A claimant must be disabled to be eligible for disability insurance benefits.
42 U.S.C. § 423(a)(1)(E). The ALJ must follow a five-step sequential evaluation
to determine disability. Moore v. Barnhart, 405 F.3d 1208, 1211 (11th Cir. 2005);
see 20 C.F.R. § 404.1520(a). As part of this evaluation, the ALJ must consider all
relevant evidence, including medical records, medical opinions, and subjective
testimony. Lewis v. Callahan, 125 F.3d 1436, 1440 (11th Cir. 1997).
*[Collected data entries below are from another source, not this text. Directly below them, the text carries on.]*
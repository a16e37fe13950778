//! Peer keepalive: periodic pings and dead-peer detection.
use std::collections::HashMap;
use std::net::SocketAddr;

use crate::{
    common::time::Clock,
    fsm::handler::{DisconnectReason, PeerId},
    net::{LocalDuration, LocalTime},
};

use super::output::Wire;

/// Interval between pings when the link is otherwise quiet.
pub const PING_INTERVAL: LocalDuration = LocalDuration::from_secs(60);
/// A peer that has sent nothing for this long is presumed dead.
pub const PEER_TIMEOUT: LocalDuration = LocalDuration::from_secs(180);

/// An event originating in the ping manager.
#[derive(Debug, Clone)]
pub enum Event {
    /// A ping was sent to a peer.
    PingSent {
        /// The pinged peer.
        addr: PeerId,
    },
    /// A pong was received, with the round-trip time.
    PongReceived {
        /// The ponging peer.
        addr: PeerId,
        /// Round-trip latency.
        latency: LocalDuration,
    },
}

impl std::fmt::Display for Event {
    fn fmt(&self, fmt: &mut std::fmt::Formatter<'_>) -> std::fmt::Result {
        match self {
            Self::PingSent { addr } => write!(fmt, "{}: Ping sent", addr),
            Self::PongReceived { addr, latency } => {
                write!(fmt, "{}: Pong received, latency = {}", addr, latency)
            }
        }
    }
}

#[derive(Debug)]
struct PeerState {
    /// Outstanding ping, if any: the nonce we expect echoed and when we sent it.
    last_ping: Option<(u64, LocalTime)>,
    /// Last time anything was received from this peer.
    last_received: LocalTime,
    /// Last time a ping was sent.
    last_ping_sent: LocalTime,
}

/// Keeps connections alive and detects dead ones.
#[derive(Debug)]
pub struct PingManager<U, C> {
    peers: HashMap<SocketAddr, PeerState>,
    rng: fastrand::Rng,
    wire: U,
    clock: C,
}

impl<U: Wire<Event>, C: Clock> PingManager<U, C> {
    /// Create a new ping manager.
    pub fn new(rng: fastrand::Rng, wire: U, clock: C) -> Self {
        Self {
            peers: HashMap::new(),
            rng,
            wire,
            clock,
        }
    }

    /// Called when a peer completed its handshake.
    pub fn peer_negotiated(&mut self, addr: SocketAddr) {
        let now = self.clock.local_time();

        self.peers.insert(
            addr,
            PeerState {
                last_ping: None,
                last_received: now,
                last_ping_sent: now,
            },
        );
        self.wire.set_timer(PING_INTERVAL);
    }

    /// Called when a peer disconnected.
    pub fn peer_disconnected(&mut self, addr: &SocketAddr) {
        self.peers.remove(addr);
    }

    /// Whether a peer is tracked by the keepalive protocol.
    pub fn is_connected(&self, addr: &SocketAddr) -> bool {
        self.peers.contains_key(addr)
    }

    /// Note that *any* message arrived from this peer. Quiet peers time out.
    pub fn received_message(&mut self, addr: &SocketAddr) {
        let now = self.clock.local_time();

        if let Some(peer) = self.peers.get_mut(addr) {
            peer.last_received = now;
        }
    }

    /// Called when a `ping` was received. Replies with a `pong` echoing the
    /// nonce. Returns `false` for peers that haven't negotiated.
    pub fn received_ping(&mut self, addr: PeerId, nonce: u64) -> bool {
        if !self.peers.contains_key(&addr) {
            return false;
        }

        self.received_message(&addr);
        self.wire.pong(addr, nonce);

        true
    }

    /// Called when a `pong` was received. Only a pong echoing the nonce of an
    /// outstanding ping counts.
    pub fn received_pong(&mut self, addr: PeerId, nonce: u64, now: LocalTime) -> bool {
        let Some(peer) = self.peers.get_mut(&addr) else {
            return false;
        };

        peer.last_received = now;

        match peer.last_ping.take() {
            Some((expected, sent_at)) if expected == nonce => {
                self.wire.event(Event::PongReceived {
                    addr,
                    latency: now - sent_at,
                });
                true
            }
            other => {
                // An unsolicited or stale pong; keep any outstanding ping.
                peer.last_ping = other;
                false
            }
        }
    }

    /// Called when a tick was received: drop silent peers, ping quiet ones.
    pub fn received_wake(&mut self) {
        let now = self.clock.local_time();

        let mut dead = Vec::new();
        let mut quiet = Vec::new();

        for (addr, peer) in &self.peers {
            if now - peer.last_received >= PEER_TIMEOUT {
                dead.push(*addr);
            } else if now - peer.last_ping_sent >= PING_INTERVAL {
                quiet.push(*addr);
            }
        }

        for addr in dead {
            self.peers.remove(&addr);
            self.wire
                .disconnect(addr, DisconnectReason::PeerTimeout("ping"));
        }

        for addr in quiet {
            let nonce = self.rng.u64(..);
            let peer = self.peers.get_mut(&addr).expect("peer was just seen");

            peer.last_ping = Some((nonce, now));
            peer.last_ping_sent = now;

            self.wire.ping(addr, nonce);
            self.wire.event(Event::PingSent { addr });
        }

        self.wire.set_timer(PING_INTERVAL);
    }
}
Medical opinions are statements from physicians and other medical sources
that reflect judgments about the nature and severity of the claimant’s impairments,
including both symptoms and resulting limitations. Winschel, 631 F.3d at 1178–
79. When evaluating medical opinions, the ALJ must clearly articulate the weight
given to different medical opinions and the reasons for doing so. Id. at 1179.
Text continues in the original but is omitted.